I agree that it is not the only possibility in individual cases, but
on a large scale it is inevitable. And must pre-date the time of the
Buddha.
>Again I think so for pragmatic reasons. Think of a group of bhikkus
>traveling from place top place, from hamlet to hamlet. It's easier
>to travel and to find food in small groups. It is cute to believe in
>a very charismatic person, the Buddha, to whom everybody wants to be
>close to and everybody wants to travel with. But how could that work
>in practice?
Think of it as like the arrival of a large fair.
>"2° Milieu magique.
>L'Inde ancienne considérait souvent le péché comme une impureté
>d'ordre physique, une matière qui se colle à l'âme, un fluide qui se
>communique par contact, une maladie qu'on prend sans le savoir. Donc
>le péché peut être lavé par le bain ou « cuit » par la pénitence'.

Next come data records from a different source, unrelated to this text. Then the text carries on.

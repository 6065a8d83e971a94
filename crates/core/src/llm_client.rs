use crate::error::PortError;
use async_openai::{
    Client,
    config::OpenAIConfig,
    error::OpenAIError,
    types::{
        ChatCompletionRequestSystemMessageArgs, ChatCompletionRequestUserMessageArgs,
        CreateChatCompletionRequestArgs,
    },
};
use async_trait::async_trait;
use std::sync::{Arc, Mutex};
use std::time::{Duration, Instant};
use tracing::{debug, error, info};

/// The completion port: a black-box language model that turns a system prompt and
/// a user prompt into free-form text.
#[cfg_attr(test, mockall::automock)]
#[async_trait]
pub trait LLMClient: Send + Sync {
    /// Makes a single, non-streaming completion call.
    async fn complete(&self, system_prompt: &str, user_prompt: &str) -> Result<String, PortError>;
}

/// An implementation of `LLMClient` for any OpenAI-compatible API.
pub struct OpenAICompatibleClient {
    client: Client<OpenAIConfig>,
    model: String,
}

impl OpenAICompatibleClient {
    /// Creates a new client for an OpenAI-compatible service.
    ///
    /// # Arguments
    ///
    /// * `config` - The configuration for the OpenAI client, including API key and base URL.
    /// * `model` - The specific model identifier to use for chat completions (e.g., "gpt-4.1").
    pub fn new(config: OpenAIConfig, model: String) -> Self {
        Self {
            client: Client::with_config(config),
            model,
        }
    }
}

fn classify_openai_error(err: OpenAIError) -> PortError {
    match err {
        OpenAIError::Reqwest(e) => PortError::network(e.to_string()),
        other => PortError::provider(other.to_string()),
    }
}

#[async_trait]
impl LLMClient for OpenAICompatibleClient {
    async fn complete(&self, system_prompt: &str, user_prompt: &str) -> Result<String, PortError> {
        let request = CreateChatCompletionRequestArgs::default()
            .model(&self.model)
            .temperature(0.0)
            .messages(vec![
                ChatCompletionRequestSystemMessageArgs::default()
                    .content(system_prompt)
                    .build()
                    .map_err(classify_openai_error)?
                    .into(),
                ChatCompletionRequestUserMessageArgs::default()
                    .content(user_prompt)
                    .build()
                    .map_err(classify_openai_error)?
                    .into(),
            ])
            .build()
            .map_err(classify_openai_error)?;

        let response = self
            .client
            .chat()
            .create(request)
            .await
            .map_err(classify_openai_error)?;

        response
            .choices
            .first()
            .and_then(|choice| choice.message.content.clone())
            .filter(|content| !content.trim().is_empty())
            .ok_or_else(|| PortError::empty_response("LLM response had no text content"))
    }
}

/// Wraps another client with call logging and an optional deadline.
pub struct LoggingLLMClient {
    inner: Arc<dyn LLMClient>,
    model: String,
    timeout: Option<Duration>,
}

impl LoggingLLMClient {
    pub fn new(inner: Arc<dyn LLMClient>, model: impl Into<String>) -> Self {
        Self {
            inner,
            model: model.into(),
            timeout: None,
        }
    }

    pub fn with_timeout(mut self, timeout: Option<Duration>) -> Self {
        self.timeout = timeout;
        self
    }
}

#[async_trait]
impl LLMClient for LoggingLLMClient {
    async fn complete(&self, system_prompt: &str, user_prompt: &str) -> Result<String, PortError> {
        let start = Instant::now();
        let result = match self.timeout {
            Some(limit) => tokio::time::timeout(limit, self.inner.complete(system_prompt, user_prompt))
                .await
                .unwrap_or_else(|_| Err(PortError::timeout(limit))),
            None => self.inner.complete(system_prompt, user_prompt).await,
        };
        let duration_ms = start.elapsed().as_millis();

        match &result {
            Ok(text) => info!(
                model = %self.model,
                duration_ms = %duration_ms,
                chars = text.len(),
                "Completion request finished"
            ),
            Err(e) => error!(
                model = %self.model,
                duration_ms = %duration_ms,
                error = %e,
                "Completion request failed"
            ),
        }
        result
    }
}

/// A completion call captured by [`CannedLLMClient`].
#[derive(Debug, Clone, PartialEq, Eq)]
pub struct CompletionCall {
    pub system_prompt: String,
    pub user_prompt: String,
}

/// A deterministic `LLMClient` for offline runs and scenario tests.
///
/// Replies are chosen by the first registered needle found in the prompt text,
/// falling back to a fixed reply. Every call is recorded.
pub struct CannedLLMClient {
    rules: Vec<(String, String)>,
    fallback: String,
    calls: Mutex<Vec<CompletionCall>>,
}

impl CannedLLMClient {
    pub fn new(fallback: impl Into<String>) -> Self {
        Self {
            rules: Vec::new(),
            fallback: fallback.into(),
            calls: Mutex::new(Vec::new()),
        }
    }

    /// Replies with `response` whenever a prompt contains `needle`.
    pub fn respond_to(mut self, needle: impl Into<String>, response: impl Into<String>) -> Self {
        self.rules.push((needle.into(), response.into()));
        self
    }

    /// Returns every call made so far, oldest first.
    pub fn calls(&self) -> Vec<CompletionCall> {
        self.calls
            .lock()
            .map(|calls| calls.clone())
            .unwrap_or_default()
    }

    /// A client preloaded with generic replies for each built-in prompt, used when
    /// running without network access.
    pub fn health_demo() -> Self {
        Self::new(
            "HealthBot is running offline, so this overview is a placeholder. \
             It would normally explain what the condition is, its common symptoms, \
             how it is diagnosed, and how it is treated or managed day to day.",
        )
        .respond_to(
            "# Generate Quiz Questions",
            r#"["What is one common symptom of this condition?",
"Name one way this condition can be managed day to day.",
"When should someone see a doctor about this condition?",
"What lifestyle change can lower the risk of this condition?",
"Why is regular follow-up care important?"]"#,
        )
        .respond_to(
            "# Grade Answer",
            "Grade: Pass\nFeedback:\n- Strengths:\n  - The answer addresses the question.\n- Improvements:\n  - Offline mode cannot check medical accuracy.",
        )
        .respond_to(
            "# Suggest Related Topics",
            r#"["Healthy eating basics", "Exercise and heart health", "Managing stress"]"#,
        )
    }
}

#[async_trait]
impl LLMClient for CannedLLMClient {
    async fn complete(&self, system_prompt: &str, user_prompt: &str) -> Result<String, PortError> {
        if let Ok(mut calls) = self.calls.lock() {
            calls.push(CompletionCall {
                system_prompt: system_prompt.to_string(),
                user_prompt: user_prompt.to_string(),
            });
        }
        let reply = self
            .rules
            .iter()
            .find(|(needle, _)| user_prompt.contains(needle) || system_prompt.contains(needle))
            .map(|(_, response)| response.clone())
            .unwrap_or_else(|| self.fallback.clone());
        debug!(chars = reply.len(), "Canned completion served");
        Ok(reply)
    }
}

>Les actes sacrificiels agissent mécaniquement et par leur vertu
>propre. La pénitence confère des pouvoirs surnaturels. La
>malédiction des ascètes fait tomber des pluies de cendres; le
>mendiant jeûne « contre le village » où il n'a pas été accueilli, et
>la force de son jeûne attire sur les avares les pires catastrophes
>(2).
>Le Bouddhisme nettoie ce « magisme ». etc.
>
>(2). Notes bouddhiques, dans Bulletin de l'Académie de Belgique 7 mars 1921.
I think LVP's Jesuit prejudices show a little here. But he is talking
about the religious milieu, not about Buddhism. This is the kind of
thing one finds in the Epics and similar contexts. Buddhism indeed
grew up in a magical milieu and has often, even usually, survived in
one.
But I don't believe that fasting to punish a village or bring down
magical retribution is a common idea in Ancient (Indian) Buddhism.
And LVP does not suggest that it is.